### Problem statement
Locate each line below that includes "notification" and reproduce it.

Stored data
※ ※ ※

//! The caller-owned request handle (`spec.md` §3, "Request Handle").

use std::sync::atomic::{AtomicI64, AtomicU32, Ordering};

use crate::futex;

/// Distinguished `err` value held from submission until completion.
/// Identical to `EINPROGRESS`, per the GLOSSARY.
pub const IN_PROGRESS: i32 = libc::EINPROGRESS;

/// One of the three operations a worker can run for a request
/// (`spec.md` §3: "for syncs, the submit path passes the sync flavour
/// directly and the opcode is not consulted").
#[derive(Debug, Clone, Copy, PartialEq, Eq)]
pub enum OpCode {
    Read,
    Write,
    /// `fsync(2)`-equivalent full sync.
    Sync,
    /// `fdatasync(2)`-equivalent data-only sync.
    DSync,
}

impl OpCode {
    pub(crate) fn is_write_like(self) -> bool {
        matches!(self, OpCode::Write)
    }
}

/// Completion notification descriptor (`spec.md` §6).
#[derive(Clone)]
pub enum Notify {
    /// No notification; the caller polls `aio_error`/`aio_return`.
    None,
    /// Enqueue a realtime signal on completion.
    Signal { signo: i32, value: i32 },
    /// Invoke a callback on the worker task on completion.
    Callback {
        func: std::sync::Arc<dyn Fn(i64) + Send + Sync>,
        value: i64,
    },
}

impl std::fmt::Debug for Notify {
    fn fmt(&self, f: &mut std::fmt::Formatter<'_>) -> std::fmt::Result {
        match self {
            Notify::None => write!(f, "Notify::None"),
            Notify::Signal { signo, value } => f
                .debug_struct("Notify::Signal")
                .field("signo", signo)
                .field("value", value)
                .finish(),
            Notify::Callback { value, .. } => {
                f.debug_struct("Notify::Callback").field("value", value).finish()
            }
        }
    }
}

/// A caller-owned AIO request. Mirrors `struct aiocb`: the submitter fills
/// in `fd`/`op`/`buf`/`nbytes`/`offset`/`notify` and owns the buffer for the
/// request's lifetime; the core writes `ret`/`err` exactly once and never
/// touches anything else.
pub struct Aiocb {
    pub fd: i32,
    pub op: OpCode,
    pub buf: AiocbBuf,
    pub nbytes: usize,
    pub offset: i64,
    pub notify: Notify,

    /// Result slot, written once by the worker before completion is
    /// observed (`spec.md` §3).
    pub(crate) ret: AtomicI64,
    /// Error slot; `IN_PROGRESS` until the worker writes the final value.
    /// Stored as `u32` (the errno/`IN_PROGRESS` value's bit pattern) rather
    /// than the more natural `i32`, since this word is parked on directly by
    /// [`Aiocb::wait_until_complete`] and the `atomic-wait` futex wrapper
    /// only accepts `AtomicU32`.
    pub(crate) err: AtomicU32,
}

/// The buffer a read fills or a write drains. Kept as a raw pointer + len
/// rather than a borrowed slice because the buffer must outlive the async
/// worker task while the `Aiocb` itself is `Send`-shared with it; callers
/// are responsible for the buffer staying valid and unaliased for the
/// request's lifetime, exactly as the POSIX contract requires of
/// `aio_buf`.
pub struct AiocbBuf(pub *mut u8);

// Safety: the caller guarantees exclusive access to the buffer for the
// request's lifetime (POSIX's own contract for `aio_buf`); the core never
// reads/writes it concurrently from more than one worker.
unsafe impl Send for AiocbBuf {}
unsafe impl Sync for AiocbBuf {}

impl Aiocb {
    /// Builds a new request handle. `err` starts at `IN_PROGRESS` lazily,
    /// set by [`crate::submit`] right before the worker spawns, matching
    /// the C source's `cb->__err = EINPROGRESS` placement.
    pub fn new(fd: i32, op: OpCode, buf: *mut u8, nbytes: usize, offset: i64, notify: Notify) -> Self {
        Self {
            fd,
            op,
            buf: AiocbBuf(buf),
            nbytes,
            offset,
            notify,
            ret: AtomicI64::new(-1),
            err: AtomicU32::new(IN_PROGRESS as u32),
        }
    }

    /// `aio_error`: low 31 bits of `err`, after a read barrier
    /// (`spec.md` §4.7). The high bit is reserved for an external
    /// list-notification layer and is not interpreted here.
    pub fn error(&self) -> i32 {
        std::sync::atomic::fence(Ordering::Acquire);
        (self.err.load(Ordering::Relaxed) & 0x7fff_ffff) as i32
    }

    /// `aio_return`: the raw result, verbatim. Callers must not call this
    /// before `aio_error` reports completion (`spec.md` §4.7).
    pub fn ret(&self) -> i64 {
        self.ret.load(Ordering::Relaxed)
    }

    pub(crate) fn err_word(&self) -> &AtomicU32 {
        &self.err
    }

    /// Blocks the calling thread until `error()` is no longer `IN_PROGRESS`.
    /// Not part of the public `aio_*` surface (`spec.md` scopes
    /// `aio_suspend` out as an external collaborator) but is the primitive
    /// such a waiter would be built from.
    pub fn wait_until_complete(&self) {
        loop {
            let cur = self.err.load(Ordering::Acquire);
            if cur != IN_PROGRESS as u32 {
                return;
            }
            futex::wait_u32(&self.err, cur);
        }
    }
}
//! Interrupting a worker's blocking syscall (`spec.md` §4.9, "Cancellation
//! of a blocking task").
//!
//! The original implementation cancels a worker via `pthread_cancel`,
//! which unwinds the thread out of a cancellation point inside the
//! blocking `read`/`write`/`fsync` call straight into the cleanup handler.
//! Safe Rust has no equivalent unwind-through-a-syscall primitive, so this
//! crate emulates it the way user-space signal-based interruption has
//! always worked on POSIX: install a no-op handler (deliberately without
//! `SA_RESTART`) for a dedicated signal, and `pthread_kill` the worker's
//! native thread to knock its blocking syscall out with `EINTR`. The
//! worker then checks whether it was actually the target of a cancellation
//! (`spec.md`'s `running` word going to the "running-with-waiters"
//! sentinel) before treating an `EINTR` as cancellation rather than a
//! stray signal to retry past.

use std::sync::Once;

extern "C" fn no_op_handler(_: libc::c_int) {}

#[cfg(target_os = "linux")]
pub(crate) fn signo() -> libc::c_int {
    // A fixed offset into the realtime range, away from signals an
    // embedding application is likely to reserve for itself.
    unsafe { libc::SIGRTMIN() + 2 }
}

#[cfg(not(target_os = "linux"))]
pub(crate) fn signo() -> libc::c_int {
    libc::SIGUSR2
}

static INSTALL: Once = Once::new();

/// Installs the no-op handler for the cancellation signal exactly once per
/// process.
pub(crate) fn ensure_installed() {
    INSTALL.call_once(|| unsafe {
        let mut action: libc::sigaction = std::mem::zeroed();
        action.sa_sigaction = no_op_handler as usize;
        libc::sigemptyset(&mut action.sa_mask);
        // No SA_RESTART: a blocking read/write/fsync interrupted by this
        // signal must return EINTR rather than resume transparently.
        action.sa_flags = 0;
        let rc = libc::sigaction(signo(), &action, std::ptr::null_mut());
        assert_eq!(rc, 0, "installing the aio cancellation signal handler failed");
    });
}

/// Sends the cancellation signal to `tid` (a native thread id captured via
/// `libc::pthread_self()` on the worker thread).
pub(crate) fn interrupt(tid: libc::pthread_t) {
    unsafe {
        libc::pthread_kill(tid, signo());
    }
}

※ ※ ※

### Solution to this task
/// Completion notification descriptor (`spec.md` §6).
    /// No notification; the caller polls `aio_error`/`aio_return`.
    /// list-notification layer and is not interpreted here.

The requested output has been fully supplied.